------ DATA ------

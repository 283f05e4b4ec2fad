//! Parameter loader - label lookup and numeric coercion

use crate::config::{Layout, ResolvedLayout};
use crate::error::{CalcError, CalcResult};
use crate::types::{Cell, DataTable};
use std::collections::HashMap;
use tracing::debug;

/// Row index of the first data row whose label cell equals `label`
///
/// Matching is exact and case-sensitive. Header rows are skipped.
pub fn find_label_row(table: &DataTable, layout: &ResolvedLayout, label: &str) -> Option<usize> {
    (layout.header_rows..table.row_count())
        .find(|&row| table.get(row, layout.label_column).as_label() == Some(label))
}

fn coerce(field: &str, cell: &Cell) -> CalcResult<f64> {
    cell.as_number().ok_or_else(|| CalcError::NonNumeric {
        field: field.to_string(),
        value: cell.to_string(),
    })
}

/// Load the value of every label in `labels`
///
/// All labels are checked for presence before any value is coerced, so a table
/// that is both missing a field and holding a bad value reports the missing one.
pub fn load_parameters(
    table: &DataTable,
    layout: &Layout,
    labels: &[&str],
) -> CalcResult<HashMap<String, f64>> {
    let layout = layout.resolve(table)?;

    let rows = labels
        .iter()
        .map(|label| {
            find_label_row(table, &layout, label)
                .map(|row| (*label, row))
                .ok_or_else(|| CalcError::MissingField(label.to_string()))
        })
        .collect::<CalcResult<Vec<_>>>()?;

    let mut params = HashMap::with_capacity(rows.len());
    for (label, row) in rows {
        let value = coerce(label, table.get(row, layout.value_column))?;
        debug!(table = %table.name, label, row, value, "parameter");
        params.insert(label.to_string(), value);
    }

    Ok(params)
}

/// Load `count` consecutive values from the row labelled `label`
///
/// Values start at the layout's value column. Cells past the end of the row
/// read as empty and are reported as non-numeric.
pub fn load_series(
    table: &DataTable,
    layout: &Layout,
    label: &str,
    count: usize,
) -> CalcResult<Vec<f64>> {
    let layout = layout.resolve(table)?;
    let row = find_label_row(table, &layout, label)
        .ok_or_else(|| CalcError::MissingField(label.to_string()))?;

    let end = layout.value_column.checked_add(count).ok_or_else(|| {
        CalcError::Validation(format!(
            "Cannot read {} values for '{}' starting at column {}",
            count, label, layout.value_column
        ))
    })?;

    let values = (layout.value_column..end)
        .map(|col| coerce(label, table.get(row, col)))
        .collect::<CalcResult<Vec<_>>>()?;

    debug!(table = %table.name, label, row, count, "series");
    Ok(values)
}

/// Fetch a loaded parameter by label
///
/// Only fails if the label was never requested from [`load_parameters`].
pub fn require(params: &HashMap<String, f64>, label: &str) -> CalcResult<f64> {
    params
        .get(label)
        .copied()
        .ok_or_else(|| CalcError::MissingField(label.to_string()))
}

#[cfg(test)]
mod tests {
    use super::*;
    use crate::config::ColumnRef;
    use pretty_assertions::assert_eq;

    fn layout() -> Layout {
        Layout {
            label_column: ColumnRef::Index(0),
            value_column: ColumnRef::Index(1),
            header_rows: 1,
        }
    }

    fn table(rows: &[(&str, Cell)]) -> DataTable {
        let mut table = DataTable::new("params");
        table.push_row(vec![Cell::from("Label"), Cell::from("Value")]);
        for (label, value) in rows {
            table.push_row(vec![Cell::from(*label), value.clone()]);
        }
        table
    }

    #[test]
    fn test_load_parameters_numbers_and_text() {
        let table = table(&[
            ("Porosity", Cell::Number(0.2)),
            ("Permeability", Cell::from("100")),
        ]);

        let params = load_parameters(&table, &layout(), &["Porosity", "Permeability"]).unwrap();

        assert_eq!(params.len(), 2);
        assert_eq!(params["Porosity"], 0.2);
        assert_eq!(params["Permeability"], 100.0);
    }

    #[test]
    fn test_first_match_wins() {
        let table = table(&[
            ("Porosity", Cell::Number(0.2)),
            ("Porosity", Cell::Number(0.3)),
        ]);
        let params = load_parameters(&table, &layout(), &["Porosity"]).unwrap();
        assert_eq!(params["Porosity"], 0.2);
    }

    #[test]
    fn test_label_match_is_case_sensitive() {
        let table = table(&[("porosity", Cell::Number(0.2))]);
        let err = load_parameters(&table, &layout(), &["Porosity"]).unwrap_err();
        assert!(matches!(err, CalcError::MissingField(ref f) if f == "Porosity"));
    }

    #[test]
    fn test_header_row_not_searched() {
        let table = table(&[]);
        let err = load_parameters(&table, &layout(), &["Label"]).unwrap_err();
        assert!(matches!(err, CalcError::MissingField(_)));
    }

    #[test]
    fn test_missing_field_names_label() {
        let table = table(&[("Porosity", Cell::Number(0.2))]);
        let err = load_parameters(&table, &layout(), &["Porosity", "Permeability"]).unwrap_err();

        match err {
            CalcError::MissingField(field) => assert_eq!(field, "Permeability"),
            other => panic!("Expected MissingField, got {other:?}"),
        }
    }

    #[test]
    fn test_non_numeric_names_value() {
        let table = table(&[("Porosity", Cell::from("N/A"))]);
        let err = load_parameters(&table, &layout(), &["Porosity"]).unwrap_err();

        match err {
            CalcError::NonNumeric { field, value } => {
                assert_eq!(field, "Porosity");
                assert_eq!(value, "N/A");
            }
            other => panic!("Expected NonNumeric, got {other:?}"),
        }
    }

    #[test]
    fn test_missing_reported_before_non_numeric() {
        let table = table(&[("Porosity", Cell::from("N/A"))]);
        let err = load_parameters(&table, &layout(), &["Porosity", "Permeability"]).unwrap_err();
        assert!(matches!(err, CalcError::MissingField(_)));
    }

    #[test]
    fn test_empty_and_bool_cells_are_non_numeric() {
        let table = table(&[("Porosity", Cell::Empty), ("Flag", Cell::Bool(true))]);

        let err = load_parameters(&table, &layout(), &["Porosity"]).unwrap_err();
        assert!(matches!(err, CalcError::NonNumeric { ref value, .. } if value.is_empty()));

        let err = load_parameters(&table, &layout(), &["Flag"]).unwrap_err();
        assert!(matches!(err, CalcError::NonNumeric { ref value, .. } if value == "true"));
    }

    #[test]
    fn test_load_series() {
        let mut table = DataTable::new("econ");
        table.push_row(vec![Cell::from("Variables"), Cell::from("Y0"), Cell::from("Y1")]);
        table.push_row(vec![Cell::from("Revenue"), Cell::Number(0.0), Cell::from("40")]);

        let values = load_series(&table, &layout(), "Revenue", 2).unwrap();
        assert_eq!(values, vec![0.0, 40.0]);
    }

    #[test]
    fn test_load_series_too_short() {
        let mut table = DataTable::new("econ");
        table.push_row(vec![Cell::from("Variables")]);
        table.push_row(vec![Cell::from("Revenue"), Cell::Number(0.0)]);

        let err = load_series(&table, &layout(), "Revenue", 3).unwrap_err();
        assert!(matches!(err, CalcError::NonNumeric { ref field, .. } if field == "Revenue"));
    }

    #[test]
    fn test_load_series_count_overflow() {
        let mut table = DataTable::new("econ");
        table.push_row(vec![Cell::from("Variables")]);
        table.push_row(vec![Cell::from("Revenue"), Cell::Number(0.0)]);

        let err = load_series(&table, &layout(), "Revenue", usize::MAX).unwrap_err();
        assert!(matches!(err, CalcError::Validation(_)));
    }

    #[test]
    fn test_load_series_missing_row() {
        let table = table(&[]);
        let err = load_series(&table, &layout(), "Capex", 3).unwrap_err();
        assert!(matches!(err, CalcError::MissingField(ref f) if f == "Capex"));
    }
}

------

### [TASK TO CARRY OUT]
Go through the listing above and copy each line exactly.

### [RESPONSE]
repository 283f05e4b4ec2fad
//! Parameter loader - label lookup and numeric coercion

use crate::config::{Layout, ResolvedLayout};
use crate::error::{CalcError, CalcResult};
use crate::types::{Cell, DataTable};
use std::collections::HashMap;
use tracing::debug;

/// Row index of the first data row whose label cell equals `label`
///
/// Matching is exact and case-sensitive. Header rows are skipped.
pub fn find_label_row(table: &DataTable, layout: &ResolvedLayout, label: &str) -> Option<usize> {
    (layout.header_rows..table.row_count())
        .find(|&row| table.get(row, layout.label_column).as_label() == Some(label))
}

fn coerce(field: &str, cell: &Cell) -> CalcResult<f64> {
    cell.as_number().ok_or_else(|| CalcError::NonNumeric {
        field: field.to_string(),
        value: cell.to_string(),
    })
}

/// Load the value of every label in `labels`
///
/// All labels are checked for presence before any value is coerced, so a table
/// that is both missing a field and holding a bad value reports the missing one.
pub fn load_parameters(
    table: &DataTable,
    layout: &Layout,
    labels: &[&str],
) -> CalcResult<HashMap<String, f64>> {
    let layout = layout.resolve(table)?;

    let rows = labels
        .iter()
        .map(|label| {
            find_label_row(table, &layout, label)
                .map(|row| (*label, row))
                .ok_or_else(|| CalcError::MissingField(label.to_string()))
        })
        .collect::<CalcResult<Vec<_>>>()?;

    let mut params = HashMap::with_capacity(rows.len());
    for (label, row) in rows {
        let value = coerce(label, table.get(row, layout.value_column))?;
        debug!(table = %table.name, label, row, value, "parameter");
        params.insert(label.to_string(), value);
    }

    Ok(params)
}

/// Load `count` consecutive values from the row labelled `label`
///
/// Values start at the layout's value column. Cells past the end of the row
/// read as empty and are reported as non-numeric.
pub fn load_series(
    table: &DataTable,
    layout: &Layout,
    label: &str,
    count: usize,
) -> CalcResult<Vec<f64>> {
    let layout = layout.resolve(table)?;
    let row = find_label_row(table, &layout, label)
        .ok_or_else(|| CalcError::MissingField(label.to_string()))?;

    let end = layout.value_column.checked_add(count).ok_or_else(|| {
        CalcError::Validation(format!(
            "Cannot read {} values for '{}' starting at column {}",
            count, label, layout.value_column
        ))
    })?;

    let values = (layout.value_column..end)
        .map(|col| coerce(label, table.get(row, col)))
        .collect::<CalcResult<Vec<_>>>()?;

    debug!(table = %table.name, label, row, count, "series");
    Ok(values)
}

/// Fetch a loaded parameter by label
///
/// Only fails if the label was never requested from [`load_parameters`].
pub fn require(params: &HashMap<String, f64>, label: &str) -> CalcResult<f64> {
    params
        .get(label)
        .copied()
        .ok_or_else(|| CalcError::MissingField(label.to_string()))
}

#[cfg(test)]
mod tests {
    use super::*;
    use crate::config::ColumnRef;
    use pretty_assertions::assert_eq;

    fn layout() -> Layout {
        Layout {
            label_column: ColumnRef::Index(0),
            value_column: ColumnRef::Index(1),
            header_rows: 1,
        }
    }

    fn table(rows: &[(&str, Cell)]) -> DataTable {
        let mut table = DataTable::new("params");
        table.push_row(vec![Cell::from("Label"), Cell::from("Value")]);
        for (label, value) in rows {
            table.push_row(vec![Cell::from(*label), value.clone()]);
        }
        table
    }

    #[test]
    fn test_load_parameters_numbers_and_text() {
        let table = table(&[
            ("Porosity", Cell::Number(0.2)),
            ("Permeability", Cell::from("100")),
        ]);

        let params = load_parameters(&table, &layout(), &["Porosity", "Permeability"]).unwrap();

        assert_eq!(params.len(), 2);
        assert_eq!(params["Porosity"], 0.2);
        assert_eq!(params["Permeability"], 100.0);
    }

    #[test]
    fn test_first_match_wins() {
        let table = table(&[
            ("Porosity", Cell::Number(0.2)),
            ("Porosity", Cell::Number(0.3)),
        ]);
        let params = load_parameters(&table, &layout(), &["Porosity"]).unwrap();
        assert_eq!(params["Porosity"], 0.2);
    }

    #[test]
    fn test_label_match_is_case_sensitive() {
        let table = table(&[("porosity", Cell::Number(0.2))]);
        let err = load_parameters(&table, &layout(), &["Porosity"]).unwrap_err();
        assert!(matches!(err, CalcError::MissingField(ref f) if f == "Porosity"));
    }

    #[test]
    fn test_header_row_not_searched() {
        let table = table(&[]);
        let err = load_parameters(&table, &layout(), &["Label"]).unwrap_err();
        assert!(matches!(err, CalcError::MissingField(_)));
    }

    #[test]
    fn test_missing_field_names_label() {
        let table = table(&[("Porosity", Cell::Number(0.2))]);
        let err = load_parameters(&table, &layout(), &["Porosity", "Permeability"]).unwrap_err();

        match err {
            CalcError::MissingField(field) => assert_eq!(field, "Permeability"),
            other => panic!("Expected MissingField, got {other:?}"),
        }
    }

    #[test]
    fn test_non_numeric_names_value() {
        let table = table(&[("Porosity", Cell::from("N/A"))]);
        let err = load_parameters(&table, &layout(), &["Porosity"]).unwrap_err();

        match err {
            CalcError::NonNumeric { field, value } => {
                assert_eq!(field, "Porosity");
                assert_eq!(value, "N/A");
            }
            other => panic!("Expected NonNumeric, got {other:?}"),
        }
    }

    #[test]
    fn test_missing_reported_before_non_numeric() {
        let table = table(&[("Porosity", Cell::from("N/A"))]);
        let err = load_parameters(&table, &layout(), &["Porosity", "Permeability"]).unwrap_err();
        assert!(matches!(err, CalcError::MissingField(_)));
    }

    #[test]
    fn test_empty_and_bool_cells_are_non_numeric() {
        let table = table(&[("Porosity", Cell::Empty), ("Flag", Cell::Bool(true))]);

        let err = load_parameters(&table, &layout(), &["Porosity"]).unwrap_err();
        assert!(matches!(err, CalcError::NonNumeric { ref value, .. } if value.is_empty()));

        let err = load_parameters(&table, &layout(), &["Flag"]).unwrap_err();
        assert!(matches!(err, CalcError::NonNumeric { ref value, .. } if value == "true"));
    }

    #[test]
    fn test_load_series() {
        let mut table = DataTable::new("econ");
        table.push_row(vec![Cell::from("Variables"), Cell::from("Y0"), Cell::from("Y1")]);
        table.push_row(vec![Cell::from("Revenue"), Cell::Number(0.0), Cell::from("40")]);

        let values = load_series(&table, &layout(), "Revenue", 2).unwrap();
        assert_eq!(values, vec![0.0, 40.0]);
    }

    #[test]
    fn test_load_series_too_short() {
        let mut table = DataTable::new("econ");
        table.push_row(vec![Cell::from("Variables")]);
        table.push_row(vec![Cell::from("Revenue"), Cell::Number(0.0)]);

        let err = load_series(&table, &layout(), "Revenue", 3).unwrap_err();
        assert!(matches!(err, CalcError::NonNumeric { ref field, .. } if field == "Revenue"));
    }

    #[test]
    fn test_load_series_count_overflow() {
        let mut table = DataTable::new("econ");
        table.push_row(vec![Cell::from("Variables")]);
        table.push_row(vec![Cell::from("Revenue"), Cell::Number(0.0)]);

        let err = load_series(&table, &layout(), "Revenue", usize::MAX).unwrap_err();
        assert!(matches!(err, CalcError::Validation(_)));
    }

    #[test]
    fn test_load_series_missing_row() {
        let table = table(&[]);
        let err = load_series(&table, &layout(), "Capex", 3).unwrap_err();
        assert!(matches!(err, CalcError::MissingField(ref f) if f == "Capex"));
    }
}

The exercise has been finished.